# The Challenge

Your teacher just told you to add every whole number from 1 to 100 together. Do you just start crunching the numbers? 1+2+3+4+5+6+7+8+9+ ... +97+98+99+100 = ? That's going to take so long!

# A Simple Case: 1 + 2 + 3 + 4

Maybe there's a pattern you can leverage here. Let's think about this for a simpler case of adding all the numbers from 1 to 4. That's pretty easy to just do in your head with 1+2+3+4=10.

What does that look like if you make a series of stacks of blocks with 1 block, then 2 blocks, then 3 blocks, and finally, 4 blocks?

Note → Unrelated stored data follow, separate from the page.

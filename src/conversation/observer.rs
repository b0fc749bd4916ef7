//! Hooks for actuation collaborators (LEDs, servos) that follow the session.

use crate::conversation::state::StateChange;
use crossbeam_channel::{Receiver, Sender, unbounded};

/// Notified on every state transition, on the session thread.
///
/// Implementations must return quickly; anything slow belongs on the
/// other side of a [`ChannelObserver`].
pub trait StateObserver: Send {
    fn on_state_change(&self, change: &StateChange);
}

/// Logs transitions at info level.
pub struct LogObserver;

impl StateObserver for LogObserver {
    fn on_state_change(&self, change: &StateChange) {
        tracing::info!(
            from = %change.from,
            to = %change.to,
            turn = change.turn,
            "session state changed"
        );
    }
}

/// Forwards transitions over a channel.
pub struct ChannelObserver {
    tx: Sender<StateChange>,
}

impl ChannelObserver {
    pub fn new() -> (Self, Receiver<StateChange>) {
        let (tx, rx) = unbounded();
        (Self { tx }, rx)
    }
}

impl StateObserver for ChannelObserver {
    fn on_state_change(&self, change: &StateChange) {
        if self.tx.send(*change).is_err() {
            tracing::debug!("state observer receiver dropped");
        }
    }
}

#[cfg(test)]
mod tests {
    use super::*;
    use crate::conversation::state::SessionState;

    #[test]
    fn test_channel_observer_forwards_changes() {
        let (observer, rx) = ChannelObserver::new();
        let change = StateChange {
            from: SessionState::Listening,
            to: SessionState::Thinking,
            turn: Some(1),
        };
        observer.on_state_change(&change);
        assert_eq!(rx.try_recv().unwrap(), change);
    }

    #[test]
    fn test_channel_observer_survives_dropped_receiver() {
        let (observer, rx) = ChannelObserver::new();
        drop(rx);
        observer.on_state_change(&StateChange {
            from: SessionState::Speaking,
            to: SessionState::WaitingWake,
            turn: None,
        });
    }
}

Well, there's no quick formula for determining the number of blocks there. If it were a rectangle, you could multiply the number of rows times the number of columns to get the total number of blocks. Hrmmm, you think to yourself. How could you turn that into a rectangle? And, if you know the number of blocks in that rectangle, how would that let you know the number of blue blocks above?

## Make A Rectangle?

Let's say you double the number of blocks and make the new ones red. Now, you have the following setup.

Perhaps, you can rotate the red blocks around so that they combine together with the blue ones to make a rectangle?

Perfect! Now, you have a rectangle that is 4 blocks wide and 5 blocks tall, so there are 4 * 5 or 20 blocks in total. Half of these are the original blue ones, so we can divide 20 by 2 to get 10, and 10 is what you expected to get for the sum of all the numbers from 1 to 4.

## A Possible General Solution

How does this help you figure out the sum of all numbers from 1 to 100? You think on this a moment... If you always can make a rectangle where:

$$width = highest\_number = n$$

$$height = highest\_number + 1 = n+1$$

then you think the sum of all the whole numbers from 1 to any number **n** should be (width * height / 2) for that rectangle, or:

$$total\_sum = \frac {n*(n+1)}{2} = 1 + 2 + 3 + ... + (n - 1) + n$$

So, for the sum of the numbers from 1 to 100, that would be 100 * (100 + 1) / 2 = 10,100 / 2 = 5,050. But, how can you prove that formula always works?

# Prove It

Our formula above, n*(n+1)/2, can be called a function. It takes n as an input, where n refers to the highest number we are going to add when adding all the numbers from 1 to that number. The result is then the sum of all whole numbers from 1 to n. This may be written as:

$$f(n) = \frac {n*(n+1)}{2}$$

where "f(n)" is read as "f of n". It just means that when you write something like f(5), you are saying that 5 is the input, and you replace all instances of n in the function formula with 5. So, you get 5 * (5 + 1) / 2 as the thing that will give you the value of f(5), which is 15 in this case.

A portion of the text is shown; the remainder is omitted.